Weed control isn’t normally a priority during harvest, but combines are the ideal vehicle to spread weed seeds across a field or carry them to the next. Herbicide-resistant weeds are an ever-growing issue, and prevention of the spread of those plants is a year-around duty.
Trip Downing, a farm-equipment sales representative from Rochelle, Illinois, says that this is nothing new to farmers.
“Farmers know how to clean their combines, but it’s an important reminder that when dealing with weed seeds this should be done on a per-field basis,” he says. “It may seem like common knowledge, but when a combine harvests soybeans, it takes the entire plant – soybean and weed – through the machine, which is different from corn where it mainly takes the ears.”
Downing offered several tips on to how to quickly clean combines before leaving the field, “Combines are large machines, and herbicide-resistant-weed seeds can hide in numerous places, but these tips are a starting point to cleaning for weed seeds.”
1. Use air to your advantage. Air is the best way to get seeds out of the equipment, and air compressors are commonly found on farm trucks during harvest.
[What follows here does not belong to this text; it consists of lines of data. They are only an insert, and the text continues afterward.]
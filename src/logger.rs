//! Logging utilities with colored output.
//!
//! This module provides:
//! - `log!` macro for formatted terminal output with colored prefixes
//! - `debug!` macro for verbose-only diagnostics
//!
//! # Example
//!
//! ```ignore
//! log!("archive"; "wrote {} entries", count);
//! debug!("extract"; "skipped unclosed body at offset {}", offset);
//! ```

use owo_colors::OwoColorize;
use std::{
    io::{Write, stdout},
    sync::atomic::{AtomicBool, Ordering},
};

/// Global verbose flag (set by --verbose CLI argument)
static VERBOSE: AtomicBool = AtomicBool::new(false);

/// Set verbose mode globally
pub fn set_verbose(v: bool) {
    VERBOSE.store(v, Ordering::SeqCst);
}

/// Check if verbose mode is enabled
#[allow(dead_code)] // Used by debug! macro
pub fn is_verbose() -> bool {
    VERBOSE.load(Ordering::SeqCst)
}

// ============================================================================
// Log Macros
// ============================================================================

/// Log a message with a colored module prefix
///
/// # Usage
/// ```ignore
/// log!("module"; "message with {} formatting", args);
/// ```
#[macro_export]
macro_rules! log {
    ($module:expr; $($arg:tt)*) => {{
        $crate::logger::log($module, &format!($($arg)*))
    }};
}

/// Log a debug message (only shown when --verbose is enabled)
///
/// # Usage
/// ```ignore
/// debug!("module"; "debug info: {}", value);
/// ```
#[macro_export]
macro_rules! debug {
    ($module:expr; $($arg:tt)*) => {{
        if $crate::logger::is_verbose() {
            $crate::logger::log($module, &format!($($arg)*))
        }
    }};
}

// ============================================================================
// Helper Functions
// ============================================================================

/// Log a message with a colored module prefix
#[inline]
pub fn log(module: &str, message: &str) {
    let module_lower = module.to_ascii_lowercase();
    let prefix = colorize_prefix(module, &module_lower);

    let mut stdout = stdout().lock();
    writeln!(stdout, "{prefix} {message}").ok();
    stdout.flush().ok();
}

/// Apply color to a module prefix based on module type
#[inline]
fn colorize_prefix(module: &str, module_lower: &str) -> String {
    let prefix = format!("[{module}]");
    match module_lower {
        "archive" => prefix.bright_blue().bold().to_string(),
        "rewrite" => prefix.bright_green().bold().to_string(),
        "error" => prefix.bright_red().bold().to_string(),
        _ => prefix.bright_yellow().bold().to_string(),
    }
}
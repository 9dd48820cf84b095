//! Archive folder naming via a content digest of the function name.
//!
//! One synchronous digest path shared by packaging and rewriting, so the
//! folders created in the archive and the script references emitted into the
//! rewritten HTML always agree.

use std::fmt;

/// Deterministic hex identifier derived from a function name, used as that
/// function's folder name inside the archive.
///
/// Identical names always yield identical keys. Collisions between distinct
/// names are not mitigated.
#[derive(Debug, Clone, PartialEq, Eq, Hash)]
pub struct DigestKey(String);

impl DigestKey {
    /// Derive the key for a function name.
    pub fn of(name: &str) -> Self {
        Self(hex::encode(blake3::hash(name.as_bytes()).as_bytes()))
    }

    /// Get the hex string.
    #[allow(dead_code)]
    pub fn as_str(&self) -> &str {
        &self.0
    }
}

impl fmt::Display for DigestKey {
    fn fmt(&self, f: &mut fmt::Formatter<'_>) -> fmt::Result {
        f.write_str(&self.0)
    }
}

/// Archive path for a named function: `{digest}/{name}.js`.
///
/// Single source of truth for the archive layout; both the packager and the
/// HTML rewriter go through here.
pub fn entry_path(name: &str) -> String {
    format!("{}/{name}.js", DigestKey::of(name))
}

#[cfg(test)]
mod tests {
    use super::*;

    #[test]
    fn test_digest_is_deterministic() {
        assert_eq!(DigestKey::of("foo"), DigestKey::of("foo"));
    }

    #[test]
    fn test_digest_is_hex_fixed_length() {
        let key = DigestKey::of("foo");
        assert_eq!(key.as_str().len(), 64);
        assert!(key.as_str().chars().all(|c| c.is_ascii_hexdigit()));
    }

    #[test]
    fn test_distinct_names_distinct_keys() {
        assert_ne!(DigestKey::of("foo"), DigestKey::of("bar"));
    }

    #[test]
    fn test_entry_path_layout() {
        let path = entry_path("foo");
        assert_eq!(path, format!("{}/foo.js", DigestKey::of("foo")));
    }
}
2. Check your rock trap. Weed seed and debris may be caught in the rock trap of the combine. “For a quick fix, drop the rock trap and blow it out with an air compressor between fields,” says Downing.
3. Open trapdoors. Open the trapdoors to clean the grain auger and tailings processor and unload the auger sump to clean with an air compressor. “Use caution when opening the unload auger sump trapdoor,” warns Downing. “There may be a good amount of grain left in there.” He acknowledges that if your grain samples contain weed seed, it may be advantageous to empty the unload auger sump in the field.
4. Visual inspection and avoidance. Two of the simplest ways to avoid spreading weed seeds is to avoid harvesting heavy weed beds in the field and to visually inspect your combine for any plants that may be coming along for the ride to the next field.
5. Thoroughly clean your combine, when possible. Cleaning a combine thoroughly is a four- to five-hour process, but with weed pressure increasing, it’s a rainy day project worth considering.